In the listing below, locate the line that contains "ws.on_upgrade(move |socket| handle_socket(socket, state))" and the line that contains "match state.relay.on_frame(conn, raw)". Restate word for word those two lines and every line between them, and nothing else.

=== EXERCISE DATA ===

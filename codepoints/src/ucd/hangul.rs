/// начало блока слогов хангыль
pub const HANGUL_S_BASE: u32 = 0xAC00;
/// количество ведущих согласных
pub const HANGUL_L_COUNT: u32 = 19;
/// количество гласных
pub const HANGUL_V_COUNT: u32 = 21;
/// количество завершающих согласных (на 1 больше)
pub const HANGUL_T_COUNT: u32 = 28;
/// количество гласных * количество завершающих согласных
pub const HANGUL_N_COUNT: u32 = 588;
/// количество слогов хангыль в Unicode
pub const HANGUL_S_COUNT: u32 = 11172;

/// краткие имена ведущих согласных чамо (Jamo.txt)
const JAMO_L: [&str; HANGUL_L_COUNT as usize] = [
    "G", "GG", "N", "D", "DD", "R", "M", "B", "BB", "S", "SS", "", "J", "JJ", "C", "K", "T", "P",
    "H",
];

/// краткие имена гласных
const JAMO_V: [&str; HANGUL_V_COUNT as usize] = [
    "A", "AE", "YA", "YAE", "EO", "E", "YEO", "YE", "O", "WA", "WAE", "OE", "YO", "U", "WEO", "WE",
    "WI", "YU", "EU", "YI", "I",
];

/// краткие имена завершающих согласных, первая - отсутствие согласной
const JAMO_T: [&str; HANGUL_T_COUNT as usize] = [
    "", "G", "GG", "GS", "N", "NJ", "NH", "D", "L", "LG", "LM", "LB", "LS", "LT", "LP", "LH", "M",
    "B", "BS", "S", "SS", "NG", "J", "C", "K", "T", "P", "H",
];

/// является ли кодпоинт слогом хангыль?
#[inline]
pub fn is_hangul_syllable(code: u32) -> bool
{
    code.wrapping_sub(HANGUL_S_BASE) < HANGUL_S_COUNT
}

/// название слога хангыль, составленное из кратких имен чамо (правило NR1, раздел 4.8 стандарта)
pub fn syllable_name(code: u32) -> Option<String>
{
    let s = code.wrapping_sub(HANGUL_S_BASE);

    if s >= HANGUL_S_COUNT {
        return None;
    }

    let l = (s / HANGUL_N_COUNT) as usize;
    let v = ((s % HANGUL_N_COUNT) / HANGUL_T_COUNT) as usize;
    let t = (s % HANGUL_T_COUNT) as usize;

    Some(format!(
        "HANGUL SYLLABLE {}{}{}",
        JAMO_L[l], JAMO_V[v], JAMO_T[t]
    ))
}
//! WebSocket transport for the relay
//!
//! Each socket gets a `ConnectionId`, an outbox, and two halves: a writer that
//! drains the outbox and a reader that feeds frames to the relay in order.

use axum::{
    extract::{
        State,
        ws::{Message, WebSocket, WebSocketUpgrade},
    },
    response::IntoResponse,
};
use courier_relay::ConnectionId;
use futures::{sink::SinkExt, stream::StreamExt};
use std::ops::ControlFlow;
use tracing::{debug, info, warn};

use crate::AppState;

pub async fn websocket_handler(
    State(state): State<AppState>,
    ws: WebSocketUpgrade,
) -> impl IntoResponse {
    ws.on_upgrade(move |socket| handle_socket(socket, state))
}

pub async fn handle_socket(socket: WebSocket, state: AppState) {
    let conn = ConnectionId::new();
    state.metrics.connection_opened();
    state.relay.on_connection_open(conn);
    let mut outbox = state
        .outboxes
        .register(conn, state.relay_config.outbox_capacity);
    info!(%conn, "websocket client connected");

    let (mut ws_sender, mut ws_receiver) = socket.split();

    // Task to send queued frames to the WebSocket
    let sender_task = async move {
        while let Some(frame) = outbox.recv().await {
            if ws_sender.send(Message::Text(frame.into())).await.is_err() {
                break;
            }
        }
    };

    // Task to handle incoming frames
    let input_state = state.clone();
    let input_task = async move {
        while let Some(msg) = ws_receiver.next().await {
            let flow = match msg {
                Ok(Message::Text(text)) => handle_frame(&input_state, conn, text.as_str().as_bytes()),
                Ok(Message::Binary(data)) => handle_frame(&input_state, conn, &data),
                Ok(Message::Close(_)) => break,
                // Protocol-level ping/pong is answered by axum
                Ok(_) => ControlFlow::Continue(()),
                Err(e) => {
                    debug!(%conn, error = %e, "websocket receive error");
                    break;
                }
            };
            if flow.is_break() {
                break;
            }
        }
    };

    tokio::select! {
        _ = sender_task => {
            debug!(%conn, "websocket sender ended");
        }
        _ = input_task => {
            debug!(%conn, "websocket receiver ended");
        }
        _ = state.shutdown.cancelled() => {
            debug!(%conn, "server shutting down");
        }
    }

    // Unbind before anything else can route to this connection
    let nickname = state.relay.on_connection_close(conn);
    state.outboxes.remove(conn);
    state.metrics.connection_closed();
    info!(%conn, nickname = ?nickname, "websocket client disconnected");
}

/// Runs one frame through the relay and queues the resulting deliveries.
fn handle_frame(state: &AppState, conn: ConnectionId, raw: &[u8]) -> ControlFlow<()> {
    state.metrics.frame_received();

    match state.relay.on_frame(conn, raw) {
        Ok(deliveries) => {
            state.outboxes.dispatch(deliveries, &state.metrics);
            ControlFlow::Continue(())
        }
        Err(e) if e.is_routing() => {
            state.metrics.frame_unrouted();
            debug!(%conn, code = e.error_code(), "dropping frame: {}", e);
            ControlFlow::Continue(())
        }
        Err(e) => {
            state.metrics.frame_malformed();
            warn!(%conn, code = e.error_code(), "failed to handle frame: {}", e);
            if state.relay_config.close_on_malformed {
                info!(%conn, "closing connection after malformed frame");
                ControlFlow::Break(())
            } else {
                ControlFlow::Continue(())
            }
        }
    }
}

===

** TASK RESPONSE **
    ws.on_upgrade(move |socket| handle_socket(socket, state))
}

pub async fn handle_socket(socket: WebSocket, state: AppState) {
    let conn = ConnectionId::new();
    state.metrics.connection_opened();
    state.relay.on_connection_open(conn);
    let mut outbox = state
        .outboxes
        .register(conn, state.relay_config.outbox_capacity);
    info!(%conn, "websocket client connected");

    let (mut ws_sender, mut ws_receiver) = socket.split();

    // Task to send queued frames to the WebSocket
    let sender_task = async move {
        while let Some(frame) = outbox.recv().await {
            if ws_sender.send(Message::Text(frame.into())).await.is_err() {
                break;
            }
        }
    };

    // Task to handle incoming frames
    let input_state = state.clone();
    let input_task = async move {
        while let Some(msg) = ws_receiver.next().await {
            let flow = match msg {
                Ok(Message::Text(text)) => handle_frame(&input_state, conn, text.as_str().as_bytes()),
                Ok(Message::Binary(data)) => handle_frame(&input_state, conn, &data),
                Ok(Message::Close(_)) => break,
                // Protocol-level ping/pong is answered by axum
                Ok(_) => ControlFlow::Continue(()),
                Err(e) => {
                    debug!(%conn, error = %e, "websocket receive error");
                    break;
                }
            };
            if flow.is_break() {
                break;
            }
        }
    };

    tokio::select! {
        _ = sender_task => {
            debug!(%conn, "websocket sender ended");
        }
        _ = input_task => {
            debug!(%conn, "websocket receiver ended");
        }
        _ = state.shutdown.cancelled() => {
            debug!(%conn, "server shutting down");
        }
    }

    // Unbind before anything else can route to this connection
    let nickname = state.relay.on_connection_close(conn);
    state.outboxes.remove(conn);
    state.metrics.connection_closed();
    info!(%conn, nickname = ?nickname, "websocket client disconnected");
}

/// Runs one frame through the relay and queues the resulting deliveries.
fn handle_frame(state: &AppState, conn: ConnectionId, raw: &[u8]) -> ControlFlow<()> {
    state.metrics.frame_received();

    match state.relay.on_frame(conn, raw) {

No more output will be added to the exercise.